Sur le plan international
A – Donald Trump et la nouvelle situation internationale
Nous en avons dessiné les grandes lignes dans plusieurs textes théoriques parus sur le site du PRCF. Pour ne pas vous prendre trop de temps, je vous y renvoie en rappelant seulement nos conclusions : La crise de suraccumulation du capital liée à la fois à la résistance des peuples et à la baisse tendancielle du taux de profit moyen aggrave les contradictions entre le capital et le camp du travail, entre l’impérialisme et les peuples, et aussi pour une part, entre les impérialismes rivaux eux-mêmes, comme l’attestent le Brexit ou la victoire de Trump :
Disant cela, j’ai en vue l’antagonisme croissant entre la Trilatérale impérialiste USA/Japon/Europe allemande, et les peuples en mouvement : Proche-Orient, Amérique latine, Afrique ; de ce point de vue, l’éviction des USA de la scène syrienne, la victoire commune des forces russes et des forces patriotiques syriennes à Alep et à Palmyre, forces patriotiques parmi lesquelles figurent le PC syrien, sont d’excellentes nouvelles. Cette victoire du peuple syrien sur l’alliance de l’impérialisme, des pétromonarchies et de leurs marionnettes fanatiques, ne peut cependant qu’exciter l’esprit revanchard et antirusse des gouvernants occidentaux, sans en excepter au final D. Trump, dont le slogan, pas si « isolationniste » qu’on veut bien le dire, est « rendre sa grandeur à l’Amérique ».

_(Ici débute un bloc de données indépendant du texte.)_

//! Download manager configuration.

use std::time::Duration;

/// Download configuration.
#[derive(Debug, Clone)]
pub struct DownloadConfig {
    /// Bounded worker-pool size.
    pub concurrency: usize,
    /// Per-item retry cap.
    pub max_retries: u32,
    /// Base delay; attempt `n` sleeps `base_delay * n` before retrying.
    pub base_delay: Duration,
    /// Verify each completed file against its declared checksum.
    pub verify_checksum: bool,
    /// Minimum interval between progress events per item.
    pub progress_interval: Duration,
}

impl Default for DownloadConfig {
    fn default() -> Self {
        Self {
            concurrency: 3,
            max_retries: 3,
            base_delay: Duration::from_millis(1000),
            verify_checksum: true,
            progress_interval: Duration::from_millis(300),
        }
    }
}

impl DownloadConfig {
    /// Create a config builder.
    #[must_use]
    pub fn builder() -> DownloadConfigBuilder {
        DownloadConfigBuilder::default()
    }
}

/// Builder for [`DownloadConfig`].
#[derive(Debug, Default)]
pub struct DownloadConfigBuilder {
    config: DownloadConfig,
}

impl DownloadConfigBuilder {
    /// Set the worker-pool size.
    #[must_use]
    pub const fn concurrency(mut self, concurrency: usize) -> Self {
        self.config.concurrency = concurrency;
        self
    }

    /// Set the per-item retry cap.
    #[must_use]
    pub const fn max_retries(mut self, max_retries: u32) -> Self {
        self.config.max_retries = max_retries;
        self
    }

    /// Set the backoff base delay.
    #[must_use]
    pub const fn base_delay(mut self, base_delay: Duration) -> Self {
        self.config.base_delay = base_delay;
        self
    }

    /// Enable or disable checksum verification.
    #[must_use]
    pub const fn verify_checksum(mut self, verify: bool) -> Self {
        self.config.verify_checksum = verify;
        self
    }

    /// Set the progress event interval.
    #[must_use]
    pub const fn progress_interval(mut self, interval: Duration) -> Self {
        self.config.progress_interval = interval;
        self
    }

    /// Build the configuration.
    #[must_use]
    pub fn build(self) -> DownloadConfig {
        self.config
    }
}

#[cfg(test)]
mod tests {
    use super::*;

    #[test]
    fn defaults_follow_contract() {
        let config = DownloadConfig::default();
        assert_eq!(config.concurrency, 3);
        assert_eq!(config.max_retries, 3);
        assert_eq!(config.base_delay, Duration::from_millis(1000));
        assert!(config.verify_checksum);
        assert_eq!(config.progress_interval, Duration::from_millis(300));
    }

    #[test]
    fn builder_overrides() {
        let config = DownloadConfig::builder()
            .concurrency(8)
            .max_retries(5)
            .verify_checksum(false)
            .build();
        assert_eq!(config.concurrency, 8);
        assert_eq!(config.max_retries, 5);
        assert!(!config.verify_checksum);
    }
}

J’ai en vue aussi l’émergence irrépressible des BRICS, dont le poids croissant menace l’hégémonie US sur l’Europe, l’Afrique et le Pacifique. Cette irruption des BRICS suscite des tensions au sein même de la Trilatérale impérialiste entre ceux qui veulent prioritairement cibler la Russie (en gros le camp Clinton, qu’appuie à fond la mouvance social-démocrate de Macron à Hamon, en passant par Le Monde et Libé), de l’autre ceux qui veulent plutôt cibler la Chine, en particulier Trump aux USA et, pour une part, Fillon, qui ménage davantage Poutine.
La question se pose donc aux marxistes que nous sommes :
Qu’y a-t-il à l’arrière-plan de l’opposition entre, d’un côté, Trump et sa mouvance internationale, et de l’autre le bloc Clinton/Union européenne, qui attend manifestement la fin des élections françaises et allemandes pour relancer le funeste Traité transatlantique et pour enclencher le passage à l’Europe fédérale de Macron, le Parlement de la zone euro cher à Hamon et la « défense européenne » chère à Fillon/Marcon/Hamon ?
Nous avons déjà répondu à cette question : le bloc euro-atlantique est partiellement fissuré, d’une part par la crise aiguë de l’UE qu’a révélée le BREXIT, d’autre part par le déclin industriel des USA qu’a manifesté l’élection de Trump.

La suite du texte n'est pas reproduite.